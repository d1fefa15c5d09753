use crate::config::EngineConfig;

/// Validated page window of one request.
#[derive(Debug, Clone, Copy, PartialEq, Eq)]
pub struct PagePlan {
    pub page: u32,
    pub per_page: u32,
}

impl PagePlan {
    /// Default and clamp the requested page and page size.
    ///
    /// Page `0` is treated as the first page, `per_page` `0` (or absent) as the
    /// configured default, and `per_page` is capped at `max_per_page`.
    #[must_use]
    pub fn new(page: Option<u32>, per_page: Option<u32>, config: &EngineConfig) -> Self {
        let page = page.unwrap_or(1).max(1);
        let per_page = match per_page {
            Some(0) | None => config.default_per_page,
            Some(size) => size,
        }
        .clamp(1, config.max_per_page.max(1));

        Self { page, per_page }
    }

    #[must_use]
    pub fn offset(&self) -> u64 {
        u64::from(self.page - 1) * u64::from(self.per_page)
    }

    #[must_use]
    pub fn limit(&self) -> u64 {
        u64::from(self.per_page)
    }

    #[must_use]
    pub fn total_pages(&self, total_count: u64) -> u64 {
        total_pages(total_count, u64::from(self.per_page))
    }
}

/// `ceil(total_count / per_page)`; zero rows means zero pages.
#[must_use]
pub fn total_pages(total_count: u64, per_page: u64) -> u64 {
    if per_page == 0 {
        return 0;
    }
    total_count.div_ceil(per_page)
}
//! Storage slot key conventions.
//!
//! The store mirrors its whole snapshot into a single key-value entry.
//! Backends decide how a key maps onto their medium.

/// Key of the slot holding the JSON-encoded `ChatStoreState`.
pub const CHAT_HISTORY: &str = "chat_history";

/// Whether `key` is usable as a slot name on every backend.
///
/// File-backed storage turns keys into file names, so separators and
/// parent references are refused everywhere for consistency.
pub fn is_valid_key(key: &str) -> bool {
    !key.is_empty()
        && key != "."
        && !key.contains("..")
        && !key.contains('/')
        && !key.contains('\\')
        && !key.contains('\0')
}
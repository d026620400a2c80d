use charla_core::{keys, ChatStoreState};
use charla_storage::state::{load_snapshot, remove_snapshot, save_snapshot};
use charla_storage::KeyValueStore;

/// Where a store mirrors its snapshot between runs.
///
/// Implementations swallow their own failures: `restore` reports a
/// broken slot as empty and `persist` logs write errors.
pub trait SnapshotSlot {
    fn restore(&self) -> Option<ChatStoreState>;

    fn persist(&mut self, state: &ChatStoreState);
}

/// No persistence. Every store starts from the greeting.
#[derive(Debug, Clone, Copy, Default)]
pub struct Ephemeral;

impl SnapshotSlot for Ephemeral {
    fn restore(&self) -> Option<ChatStoreState> {
        None
    }

    fn persist(&mut self, _state: &ChatStoreState) {}
}

/// Mirrors the snapshot into one key of a [`KeyValueStore`].
#[derive(Debug)]
pub struct Persisted<K> {
    storage: K,
    key: String,
}

impl<K: KeyValueStore> Persisted<K> {
    /// Persist under the default `chat_history` key.
    pub fn new(storage: K) -> Self {
        Self::with_key(storage, keys::CHAT_HISTORY)
    }

    pub fn with_key(storage: K, key: impl Into<String>) -> Self {
        Self {
            storage,
            key: key.into(),
        }
    }

    pub fn key(&self) -> &str {
        &self.key
    }

    pub fn storage(&self) -> &K {
        &self.storage
    }

    pub fn into_inner(self) -> K {
        self.storage
    }

    /// Remove the slot entirely. Failures are logged, not returned.
    pub fn clear(&mut self) {
        match remove_snapshot(&mut self.storage, &self.key) {
            Ok(()) => tracing::debug!(key = %self.key, "chat history removed"),
            Err(e) => tracing::warn!(
                error = %e,
                key = %self.key,
                "failed to remove chat history"
            ),
        }
    }
}

impl<K: KeyValueStore> SnapshotSlot for Persisted<K> {
    fn restore(&self) -> Option<ChatStoreState> {
        match load_snapshot(&self.storage, &self.key) {
            Ok(Some(state)) => {
                tracing::debug!(
                    key = %self.key,
                    messages = state.len(),
                    "chat history restored"
                );
                Some(state)
            }
            Ok(None) => None,
            Err(e) => {
                tracing::warn!(
                    error = %e,
                    key = %self.key,
                    "failed to restore chat history, using default"
                );
                None
            }
        }
    }

    fn persist(&mut self, state: &ChatStoreState) {
        match save_snapshot(&mut self.storage, &self.key, state) {
            Ok(()) => tracing::debug!(
                key = %self.key,
                messages = state.len(),
                "chat history saved"
            ),
            // In-memory state stays authoritative; the next write retries.
            Err(e) => tracing::warn!(
                error = %e,
                key = %self.key,
                "failed to save chat history"
            ),
        }
    }
}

[Task to complete] Print the material exactly. Include every line.

[Written solution]
repository d1fefa15c5d09753
use crate::config::EngineConfig;

/// Validated page window of one request.
#[derive(Debug, Clone, Copy, PartialEq, Eq)]
pub struct PagePlan {
    pub page: u32,
    pub per_page: u32,
}

impl PagePlan {
    /// Default and clamp the requested page and page size.
    ///
    /// Page `0` is treated as the first page, `per_page` `0` (or absent) as the
    /// configured default, and `per_page` is capped at `max_per_page`.
    #[must_use]
    pub fn new(page: Option<u32>, per_page: Option<u32>, config: &EngineConfig) -> Self {
        let page = page.unwrap_or(1).max(1);
        let per_page = match per_page {
            Some(0) | None => config.default_per_page,
            Some(size) => size,
        }
        .clamp(1, config.max_per_page.max(1));

        Self { page, per_page }
    }

    #[must_use]
    pub fn offset(&self) -> u64 {
        u64::from(self.page - 1) * u64::from(self.per_page)
    }

    #[must_use]
    pub fn limit(&self) -> u64 {
        u64::from(self.per_page)
    }

    #[must_use]
    pub fn total_pages(&self, total_count: u64) -> u64 {
        total_pages(total_count, u64::from(self.per_page))
    }
}

/// `ceil(total_count / per_page)`; zero rows means zero pages.
#[must_use]
pub fn total_pages(total_count: u64, per_page: u64) -> u64 {
    if per_page == 0 {
        return 0;
    }
    total_count.div_ceil(per_page)
}
//! Storage slot key conventions.
//!
//! The store mirrors its whole snapshot into a single key-value entry.
//! Backends decide how a key maps onto their medium.

/// Key of the slot holding the JSON-encoded `ChatStoreState`.
pub const CHAT_HISTORY: &str = "chat_history";

/// Whether `key` is usable as a slot name on every backend.
///
/// File-backed storage turns keys into file names, so separators and
/// parent references are refused everywhere for consistency.
pub fn is_valid_key(key: &str) -> bool {
    !key.is_empty()
        && key != "."
        && !key.contains("..")
        && !key.contains('/')
        && !key.contains('\\')
        && !key.contains('\0')
}
repository d026620400a2c80d
use charla_core::{keys, ChatStoreState};
use charla_storage::state::{load_snapshot, remove_snapshot, save_snapshot};
use charla_storage::KeyValueStore;

/// Where a store mirrors its snapshot between runs.
///
/// Implementations swallow their own failures: `restore` reports a
/// broken slot as empty and `persist` logs write errors.
pub trait SnapshotSlot {
    fn restore(&self) -> Option<ChatStoreState>;

    fn persist(&mut self, state: &ChatStoreState);
}

/// No persistence. Every store starts from the greeting.
#[derive(Debug, Clone, Copy, Default)]
pub struct Ephemeral;

impl SnapshotSlot for Ephemeral {
    fn restore(&self) -> Option<ChatStoreState> {
        None
    }

    fn persist(&mut self, _state: &ChatStoreState) {}
}

/// Mirrors the snapshot into one key of a [`KeyValueStore`].
#[derive(Debug)]
pub struct Persisted<K> {
    storage: K,
    key: String,
}

impl<K: KeyValueStore> Persisted<K> {
    /// Persist under the default `chat_history` key.
    pub fn new(storage: K) -> Self {
        Self::with_key(storage, keys::CHAT_HISTORY)
    }

    pub fn with_key(storage: K, key: impl Into<String>) -> Self {
        Self {
            storage,
            key: key.into(),
        }
    }

    pub fn key(&self) -> &str {
        &self.key
    }

    pub fn storage(&self) -> &K {
        &self.storage
    }

    pub fn into_inner(self) -> K {
        self.storage
    }

    /// Remove the slot entirely. Failures are logged, not returned.
    pub fn clear(&mut self) {
        match remove_snapshot(&mut self.storage, &self.key) {
            Ok(()) => tracing::debug!(key = %self.key, "chat history removed"),
            Err(e) => tracing::warn!(
                error = %e,
                key = %self.key,
                "failed to remove chat history"
            ),
        }
    }
}

impl<K: KeyValueStore> SnapshotSlot for Persisted<K> {
    fn restore(&self) -> Option<ChatStoreState> {
        match load_snapshot(&self.storage, &self.key) {
            Ok(Some(state)) => {
                tracing::debug!(
                    key = %self.key,
                    messages = state.len(),
                    "chat history restored"
                );
                Some(state)
            }
            Ok(None) => None,
            Err(e) => {
                tracing::warn!(
                    error = %e,
                    key = %self.key,
                    "failed to restore chat history, using default"
                );
                None
            }
        }
    }

    fn persist(&mut self, state: &ChatStoreState) {
        match save_snapshot(&mut self.storage, &self.key, state) {
            Ok(()) => tracing::debug!(
                key = %self.key,
                messages = state.len(),
                "chat history saved"
            ),
            // In-memory state stays authoritative; the next write retries.
            Err(e) => tracing::warn!(
                error = %e,
                key = %self.key,
                "failed to save chat history"
            ),
        }
    }
}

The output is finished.